Here are the stories of a few of the local cyclists.

Daren Mitch rides to make a difference

The way Daren Mitch sees it, riding in Life/Cycle is an opportunity to make a difference for those living with HIV/AIDS.

"This means somebody will get their medicine, someone will get the help they need," Mitch said. "We all do our bit to help the community. This size platform is so much more impactful."

After hearing about the ride from friends for years, Mitch is riding in Life/Cycle for the first time.

"This year, I finally said I'm just going to do this," said Mitch, 47, who works as director of ticket operations at US Airways Center.

That meant Mitch had to go to work to prepare for the weeklong bike ride. "I haven't ridden a bike seriously for many years," he said. "It's a huge challenge."

He's been training with Christina Catellanos, of the five-member Slippery Pigs team, an Arizona group that has participated in Life/Cycle in past years.

Mitch said his training includes riding about 60 miles a week, including a long ride on the weekend.

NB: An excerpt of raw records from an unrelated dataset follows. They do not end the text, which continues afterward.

use std::collections::HashSet;
use std::sync::Arc;

use tokio::sync::{oneshot, Mutex};
use tracing::{debug, warn};

use crate::errors::WireError;
use crate::ids::NodeId;
use crate::message::{
    DisconnectMessage, DisconnectReason, HelloMessage, RlpxMessage, BASE_MESSAGE_ID,
    DISCONNECT_ID, HELLO_ID, PING_ID, PONG_ID,
};
use crate::session::MessageWriter;
use crate::subprotocol::{SubProtocol, SubProtocolId, SubProtocolMessage, SubProtocolRegistry};

/// devp2p protocol version announced in our Hello. Peers announcing a
/// higher version are disconnected.
pub const DEVP2P_VERSION: u32 = 5;

/// Callback run exactly once when the connection closes, however it
/// closes: local disconnect, received Disconnect, or transport failure.
pub type DisconnectHandler = Box<dyn FnOnce() + Send>;

/// One negotiated message-id range. Subprotocol ids `0..=hi-lo` map onto
/// wire ids `lo..=hi`.
#[derive(Debug, Clone, PartialEq, Eq)]
struct MessageRange {
    lo: u64,
    hi: u64,
    /// Index into the registry.
    subprotocol: usize,
    /// The capability actually negotiated, which is what handlers are
    /// addressed by.
    identity: SubProtocolId,
}

struct WireState {
    my_hello_sent: bool,
    peer_hello: Option<HelloMessage>,
    ranges: Vec<MessageRange>,
    awaiting_pong: Option<oneshot::Sender<()>>,
    closed: bool,
    on_close: Option<DisconnectHandler>,
}

/// A stateful devp2p connection riding on an established RLPx session.
///
/// All inbound messages arrive through [`WireConnection::message_received`]
/// from a single worker, in arrival order. Outbound sends may come from
/// any task; the [`MessageWriter`] serializes them.
pub struct WireConnection {
    id: String,
    local_node_id: NodeId,
    /// Set for outbound connections, where the dialled identity is known
    /// a priori. Inbound peers are identified by their Hello.
    expected_peer: Option<NodeId>,
    writer: MessageWriter,
    registry: Arc<SubProtocolRegistry>,
    client_id: String,
    advertised_port: u16,
    state: Mutex<WireState>,
}

impl WireConnection {
    #[allow(clippy::too_many_arguments)]
    pub fn new(
        id: String,
        local_node_id: NodeId,
        expected_peer: Option<NodeId>,
        writer: MessageWriter,
        registry: Arc<SubProtocolRegistry>,
        client_id: String,
        advertised_port: u16,
        on_close: DisconnectHandler,
    ) -> Self {
        Self {
            id,
            local_node_id,
            expected_peer,
            writer,
            registry,
            client_id,
            advertised_port,
            state: Mutex::new(WireState {
                my_hello_sent: false,
                peer_hello: None,
                ranges: Vec::new(),
                awaiting_pong: None,
                closed: false,
                on_close: Some(on_close),
            }),
        }
    }

    pub fn id(&self) -> &str {
        &self.id
    }

    pub async fn is_closed(&self) -> bool {
        self.state.lock().await.closed
    }

    /// The peer's Hello, once received.
    pub async fn peer_hello(&self) -> Option<HelloMessage> {
        self.state.lock().await.peer_hello.clone()
    }

    /// Initiator behavior: proactively announce ourselves. Idempotent, so
    /// the mutual-Hello race is harmless.
    pub async fn handle_connection_start(&self) -> Result<(), WireError> {
        let mut state = self.state.lock().await;
        if state.closed || state.my_hello_sent {
            return Ok(());
        }
        self.send_hello_locked(&mut state).await
    }

    /// Entry point for every demultiplexed inbound message.
    pub async fn message_received(&self, message: RlpxMessage) -> Result<(), WireError> {
        let mut state = self.state.lock().await;
        if state.closed {
            return Ok(());
        }

        match message.id {
            HELLO_ID => {
                let handlers = self.hello_received(&mut state, &message.payload).await?;
                drop(state);
                for (subprotocol, connection_id) in handlers {
                    subprotocol.new_peer_connection(&connection_id).await;
                }
                return Ok(());
            }
            DISCONNECT_ID => {
                match DisconnectMessage::decode(&message.payload) {
                    Ok(disconnect) => {
                        debug!(connection = %self.id, reason = ?disconnect.reason, "peer disconnected")
                    }
                    Err(err) => {
                        debug!(connection = %self.id, %err, "peer disconnected with undecodable reason")
                    }
                }
                self.close_locked(&mut state);
                return Ok(());
            }
            _ => {}
        }

        if state.peer_hello.is_none() || !state.my_hello_sent {
            self.disconnect_locked(&mut state, DisconnectReason::ProtocolBreach)
                .await;
            return Ok(());
        }

        match message.id {
            PING_ID => {
                self.writer.write_message(PONG_ID, &[]).await?;
            }
            PONG_ID => {
                // Completes the latest outstanding ping; a stray pong has
                // nothing to complete and is ignored.
                if let Some(waiter) = state.awaiting_pong.take() {
                    let _ = waiter.send(());
                }
            }
            id => match find_range(&state.ranges, id) {
                Some(range) => {
                    let subprotocol = self.registry.get(range.subprotocol);
                    let dispatched = SubProtocolMessage {
                        subprotocol: range.identity.clone(),
                        message_id: id - range.lo,
                        payload: message.payload,
                        connection_id: self.id.clone(),
                    };
                    drop(state);
                    subprotocol.handle(dispatched).await;
                }
                None => {
                    self.disconnect_locked(&mut state, DisconnectReason::ProtocolBreach)
                        .await;
                }
            },
        }
        Ok(())
    }

    /// Send a subprotocol message. The wire id is the negotiated range's
    /// low endpoint plus the subprotocol-local id.
    pub async fn send_subprotocol_message(
        &self,
        subprotocol: &SubProtocolId,
        message_id: u64,
        payload: &[u8],
    ) -> Result<(), WireError> {
        let state = self.state.lock().await;
        if state.closed {
            return Err(WireError::TransportClosed);
        }
        let range = state
            .ranges
            .iter()
            .find(|range| self.registry.get(range.subprotocol).supports(subprotocol))
            .ok_or(WireError::SubprotocolNotNegotiated)?;
        let wire_id = range.lo + message_id;
        self.writer.write_message(wire_id, payload).await
    }

    /// Whether the Hello exchange negotiated the given subprotocol.
    pub async fn supports_subprotocol(&self, subprotocol: &SubProtocolId) -> bool {
        let state = self.state.lock().await;
        !state.closed
            && state
                .ranges
                .iter()
                .any(|range| self.registry.get(range.subprotocol).supports(subprotocol))
    }

    /// Send a Ping and obtain a completion that resolves when the next
    /// Pong arrives. A newer Ping replaces the completion; closing the
    /// connection cancels it.
    pub async fn send_ping(&self) -> Result<oneshot::Receiver<()>, WireError> {
        let mut state = self.state.lock().await;
        if state.closed {
            return Err(WireError::TransportClosed);
        }
        self.writer.write_message(PING_ID, &[]).await?;
        let (sender, receiver) = oneshot::channel();
        state.awaiting_pong = Some(sender);
        Ok(receiver)
    }

    /// Tell the peer we are going away, then close. Idempotent.
    pub async fn disconnect(&self, reason: DisconnectReason) {
        let mut state = self.state.lock().await;
        self.disconnect_locked(&mut state, reason).await;
    }

    /// Close without an outbound Disconnect (transport already gone).
    pub async fn close(&self) {
        let mut state = self.state.lock().await;
        self.close_locked(&mut state);
    }

    /// Close after a fatal session error, sending a Disconnect with the
    /// closest matching reason while the transport may still work.
    pub async fn close_on_error(&self, err: &WireError) {
        match err {
            WireError::TransportClosed => self.close().await,
            _ => self.disconnect(DisconnectReason::ProtocolBreach).await,
        }
    }

    /// Process a peer Hello. Returns the handlers to notify once the
    /// state lock is released.
    async fn hello_received(
        &self,
        state: &mut WireState,
        payload: &[u8],
    ) -> Result<Vec<(Arc<dyn SubProtocol>, String)>, WireError> {
        if state.peer_hello.is_some() {
            // Mutual-Hello race: both ends may announce at once; a repeat
            // announcement changes nothing.
            return Ok(Vec::new());
        }
        let hello = match HelloMessage::decode(payload) {
            Ok(hello) => hello,
            Err(err) => {
                debug!(connection = %self.id, %err, "undecodable hello");
                self.disconnect_locked(state, DisconnectReason::ProtocolBreach)
                    .await;
                return Ok(Vec::new());
            }
        };

        if hello.node_id.is_empty() {
            self.disconnect_locked(state, DisconnectReason::NullNodeIdentity)
                .await;
            return Ok(Vec::new());
        }
        if let Some(expected) = &self.expected_peer {
            if hello.node_id != expected.as_bytes() {
                self.disconnect_locked(state, DisconnectReason::UnexpectedIdentity)
                    .await;
                return Ok(Vec::new());
            }
        }
        if hello.node_id == self.local_node_id.as_bytes() {
            self.disconnect_locked(state, DisconnectReason::ConnectedToSelf)
                .await;
            return Ok(Vec::new());
        }
        if hello.p2p_version > DEVP2P_VERSION {
            self.disconnect_locked(state, DisconnectReason::IncompatibleP2pVersion)
                .await;
            return Ok(Vec::new());
        }

        let ranges = match self.build_ranges(&hello) {
            Ok(ranges) => ranges,
            Err(reason) => {
                self.disconnect_locked(state, reason).await;
                return Ok(Vec::new());
            }
        };

        debug!(
            connection = %self.id,
            client = %hello.client_id,
            negotiated = ranges.len(),
            "hello exchanged"
        );
        state.peer_hello = Some(hello);
        state.ranges = ranges;
        if !state.my_hello_sent {
            self.send_hello_locked(state).await?;
        }

        let handlers = state
            .ranges
            .iter()
            .map(|range| (self.registry.get(range.subprotocol), self.id.clone()))
            .collect();
        Ok(handlers)
    }

    /// The offset-map computation. The allocation must be identical on
    /// both peers: ranges follow the peer's capability order, each one
    /// `message-space + 1` wide with its preceding id left unassigned.
    fn build_ranges(&self, hello: &HelloMessage) -> Result<Vec<MessageRange>, DisconnectReason> {
        let mut seen_names = HashSet::new();
        let mut ranges = Vec::new();
        let mut start = BASE_MESSAGE_ID;
        for capability in &hello.capabilities {
            if !seen_names.insert(capability.name.clone()) {
                // A name advertised twice makes outbound routing
                // ambiguous; devp2p does not allow it.
                return Err(DisconnectReason::ProtocolBreach);
            }
            if let Some(index) = self
                .registry
                .find_supporting(&capability.name, capability.version)
            {
                let space = self.registry.get(index).message_space_size(capability.version);
                ranges.push(MessageRange {
                    lo: start + 1,
                    hi: start + space + 1,
                    subprotocol: index,
                    identity: SubProtocolId::of(capability.name.clone(), capability.version),
                });
                start += space + 1;
            }
        }
        Ok(ranges)
    }

    async fn send_hello_locked(&self, state: &mut WireState) -> Result<(), WireError> {
        let hello = HelloMessage {
            p2p_version: DEVP2P_VERSION,
            client_id: self.client_id.clone(),
            capabilities: self.registry.capabilities(),
            listen_port: self.advertised_port,
            node_id: self.local_node_id.as_bytes().to_vec(),
        };
        state.my_hello_sent = true;
        self.writer.write_message(HELLO_ID, &hello.encode()).await
    }

    async fn disconnect_locked(&self, state: &mut WireState, reason: DisconnectReason) {
        if state.closed {
            return;
        }
        let message = DisconnectMessage::new(reason);
        if let Err(err) = self
            .writer
            .write_message(DISCONNECT_ID, &message.encode())
            .await
        {
            warn!(connection = %self.id, %err, "failed to send disconnect");
        }
        debug!(connection = %self.id, ?reason, "disconnecting");
        self.close_locked(state);
    }

    fn close_locked(&self, state: &mut WireState) {
        if state.closed {
            return;
        }
        state.closed = true;
        // Cancels any outstanding ping completion.
        state.awaiting_pong = None;
        if let Some(handler) = state.on_close.take() {
            handler();
        }
    }

    #[cfg(test)]
    pub(crate) async fn negotiated_ranges(&self) -> Vec<(u64, u64, SubProtocolId)> {
        self.state
            .lock()
            .await
            .ranges
            .iter()
            .map(|range| (range.lo, range.hi, range.identity.clone()))
            .collect()
    }
}

fn find_range(ranges: &[MessageRange], id: u64) -> Option<&MessageRange> {
    ranges
        .binary_search_by(|range| {
            if range.hi < id {
                std::cmp::Ordering::Less
            } else if range.lo > id {
                std::cmp::Ordering::Greater
            } else {
                std::cmp::Ordering::Equal
            }
        })
        .ok()
        .map(|index| &ranges[index])
}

As part of the training, he recently went to California to do a 70-mile practice ride that Mitch called "really eye-opening," covering terrain more difficult than the South Mountain trails he's done. "It was night and day compared to what we have in Phoenix," he said.

That caused Mitch to sign up for spin classes a couple of times a week. He's also been hitting the gym to do other cardio and weight training.

Mitch has been studying the Life/Cycle route and sees a three-mile uphill trek known to cyclists as "the quad buster" as one of the biggest challenges. "It's also one of the things that excites me the most," he said. "Some people have to walk up the mountain."

Fundraising is another hurdle for the bikers. "One of the things I was most concerned about was how I was going to raise the $3,000," Mitch said. "It ended up being one of the easiest things. I reached out to individuals and groups. The support was overwhelming."

A month before the event Mitch had exceeded the fundraising minimum by $2,000.

Mitch said much of the money goes to people don't have the means to pay for HIV treatment, which can cost up to $20,000 a year. "It means life or death for some people," he said.